HOW TO COMPLETE THIS TASK: Each line of the records that holds the word "SelectOrder" should be copied out.

(Stored data)
......

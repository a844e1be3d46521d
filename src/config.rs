//! Settings shared by the CLI subcommands.
//!
//! Values come from built-in defaults, then an optional YAML file, then
//! command-line flags (applied by the CLI). Any key may be omitted from the
//! file:
//!
//! ```yaml
//! iou_threshold: 0.4
//! min_width: 32
//! output_root: /var/lib/platescan/items
//! order: confidence
//! gemini:
//!   model: gemini-2.0-flash
//! ```

use std::fs::File;
use std::io::BufReader;
use std::path::{Path, PathBuf};
use std::time::Duration;

use serde::Deserialize;

use crate::error::PlatescanError;
use crate::extract::Extractor;
use crate::nutrition::{GeminiConfig, UsdaClientConfig};
use crate::region::{SelectOptions, SelectOrder};

#[derive(Clone, Debug, Deserialize)]
#[serde(default, deny_unknown_fields)]
pub struct Settings {
    pub iou_threshold: f64,
    pub min_width: u32,
    pub min_height: u32,
    /// Confidence floor for the fruit/vegetable model.
    pub min_confidence: f64,
    /// Per-request namespaces are created below this directory.
    pub output_root: PathBuf,
    /// `detector` or `confidence`.
    pub order: String,
    pub http_timeout_secs: u64,
    pub usda: UsdaSettings,
    pub gemini: GeminiSettings,
}

#[derive(Clone, Debug, Deserialize)]
#[serde(default, deny_unknown_fields)]
pub struct UsdaSettings {
    pub base_url: String,
    pub data_type: String,
    /// Environment variable holding the API key.
    pub api_key_env: String,
}

#[derive(Clone, Debug, Deserialize)]
#[serde(default, deny_unknown_fields)]
pub struct GeminiSettings {
    pub base_url: String,
    pub model: String,
    pub api_key_env: String,
}

impl Default for Settings {
    fn default() -> Self {
        Self {
            iou_threshold: 0.5,
            min_width: 20,
            min_height: 20,
            min_confidence: 0.6,
            output_root: PathBuf::from("output_items"),
            order: "detector".to_string(),
            http_timeout_secs: 30,
            usda: UsdaSettings::default(),
            gemini: GeminiSettings::default(),
        }
    }
}

impl Default for UsdaSettings {
    fn default() -> Self {
        let client = UsdaClientConfig::default();
        Self {
            base_url: client.base_url,
            data_type: client.data_type,
            api_key_env: "USDA_API_KEY".to_string(),
        }
    }
}

impl Default for GeminiSettings {
    fn default() -> Self {
        let client = GeminiConfig::default();
        Self {
            base_url: client.base_url,
            model: client.model,
            api_key_env: "GEMINI_API_KEY".to_string(),
        }
    }
}

impl Settings {
    /// Loads settings from a YAML file, filling gaps with defaults.
    pub fn from_yaml_file(path: &Path) -> Result<Self, PlatescanError> {
        let file = File::open(path).map_err(PlatescanError::Io)?;
        serde_yaml::from_reader(BufReader::new(file)).map_err(|source| {
            PlatescanError::ConfigParse {
                path: path.to_path_buf(),
                source,
            }
        })
    }

    /// Defaults, or the given file when present.
    pub fn load(path: Option<&Path>) -> Result<Self, PlatescanError> {
        match path {
            Some(path) => Self::from_yaml_file(path),
            None => Ok(Self::default()),
        }
    }

    pub fn validate(&self) -> Result<(), PlatescanError> {
        if !(0.0..=1.0).contains(&self.iou_threshold) {
            return Err(PlatescanError::InvalidConfig {
                message: format!(
                    "iou_threshold must be within [0, 1], got {}",
                    self.iou_threshold
                ),
            });
        }
        if !(0.0..=1.0).contains(&self.min_confidence) {
            return Err(PlatescanError::InvalidConfig {
                message: format!(
                    "min_confidence must be within [0, 1], got {}",
                    self.min_confidence
                ),
            });
        }
        if self.http_timeout_secs == 0 {
            return Err(PlatescanError::InvalidConfig {
                message: "http_timeout_secs must be greater than 0".to_string(),
            });
        }
        self.select_order()?;
        Ok(())
    }

    pub fn select_order(&self) -> Result<SelectOrder, PlatescanError> {
        parse_order(&self.order)
    }

    pub fn select_options(&self) -> Result<SelectOptions, PlatescanError> {
        Ok(SelectOptions {
            iou_threshold: self.iou_threshold,
            order: self.select_order()?,
        })
    }

    pub fn extractor(&self) -> Extractor {
        Extractor::new(self.min_width, self.min_height)
    }

    pub fn http_timeout(&self) -> Duration {
        Duration::from_secs(self.http_timeout_secs)
    }

    /// USDA client settings; the key is read from the configured variable.
    pub fn usda_client_config(&self) -> Result<UsdaClientConfig, PlatescanError> {
        Ok(UsdaClientConfig {
            api_key: api_key("USDA", &self.usda.api_key_env)?,
            base_url: self.usda.base_url.clone(),
            data_type: self.usda.data_type.clone(),
            timeout: self.http_timeout(),
        })
    }

    pub fn gemini_config(&self) -> Result<GeminiConfig, PlatescanError> {
        Ok(GeminiConfig {
            api_key: api_key("Gemini", &self.gemini.api_key_env)?,
            base_url: self.gemini.base_url.clone(),
            model: self.gemini.model.clone(),
            timeout: self.http_timeout(),
        })
    }
}

pub fn parse_order(value: &str) -> Result<SelectOrder, PlatescanError> {
    match value {
        "detector" => Ok(SelectOrder::Detector),
        "confidence" => Ok(SelectOrder::Confidence),
        other => Err(PlatescanError::Unsupported {
            kind: "selection order",
            value: format!("'{}' (supported: detector, confidence)", other),
        }),
    }
}

fn api_key(service: &'static str, env: &str) -> Result<String, PlatescanError> {
    match std::env::var(env) {
        Ok(key) if !key.trim().is_empty() => Ok(key),
        _ => Err(PlatescanError::MissingApiKey {
            service,
            env: env.to_string(),
        }),
    }
}
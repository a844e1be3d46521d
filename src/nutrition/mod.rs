//! Nutrition lookup for a recognized food name.
//!
//! Lookups go to an external service through the [`NutritionLookup`] trait.
//! Two services are provided: USDA FoodData Central ([`UsdaClient`]) and a
//! generative model ([`GeminiClient`]), which also names crops.

mod gemini;
mod usda;

pub use gemini::{extract_json_object, GeminiClient, GeminiConfig};
pub use usda::{parse_search_response, UsdaClient, UsdaClientConfig};

use std::collections::BTreeMap;

use serde::{Serialize, Serializer};

use crate::error::PlatescanError;

/// Nutrient name to amount, as reported by the service.
pub type Nutrition = BTreeMap<String, f64>;

/// Marker emitted in place of a nutrient table.
pub const NOT_FOUND: &str = "Not found";

/// Fetches nutrient amounts for a food name.
pub trait NutritionLookup {
    /// `Ok(None)` means the service answered but knows no such food.
    fn lookup(&self, food: &str) -> Result<Option<Nutrition>, PlatescanError>;
}

impl<N: NutritionLookup + ?Sized> NutritionLookup for &N {
    fn lookup(&self, food: &str) -> Result<Option<Nutrition>, PlatescanError> {
        (**self).lookup(food)
    }
}

/// Nutrition as it appears in output records: a table, or `"Not found"`.
#[derive(Clone, Debug, PartialEq)]
pub enum NutritionField {
    Found(Nutrition),
    NotFound,
}

impl NutritionField {
    pub fn is_found(&self) -> bool {
        matches!(self, NutritionField::Found(_))
    }

    /// Drops nutrients reported as exactly zero.
    pub fn without_zero_values(self) -> Self {
        match self {
            NutritionField::Found(table) => NutritionField::Found(without_zero_values(table)),
            NutritionField::NotFound => NutritionField::NotFound,
        }
    }
}

impl From<Option<Nutrition>> for NutritionField {
    fn from(value: Option<Nutrition>) -> Self {
        match value {
            Some(table) => NutritionField::Found(table),
            None => NutritionField::NotFound,
        }
    }
}

impl Serialize for NutritionField {
    fn serialize<S: Serializer>(&self, serializer: S) -> Result<S::Ok, S::Error> {
        match self {
            NutritionField::Found(table) => table.serialize(serializer),
            NutritionField::NotFound => serializer.serialize_str(NOT_FOUND),
        }
    }
}

pub fn without_zero_values(table: Nutrition) -> Nutrition {
    table.into_iter().filter(|(_, v)| *v != 0.0).collect()
}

......

SOLUTION:
use crate::region::{SelectOptions, SelectOrder};
    pub fn select_order(&self) -> Result<SelectOrder, PlatescanError> {
pub fn parse_order(value: &str) -> Result<SelectOrder, PlatescanError> {
        "detector" => Ok(SelectOrder::Detector),
        "confidence" => Ok(SelectOrder::Confidence),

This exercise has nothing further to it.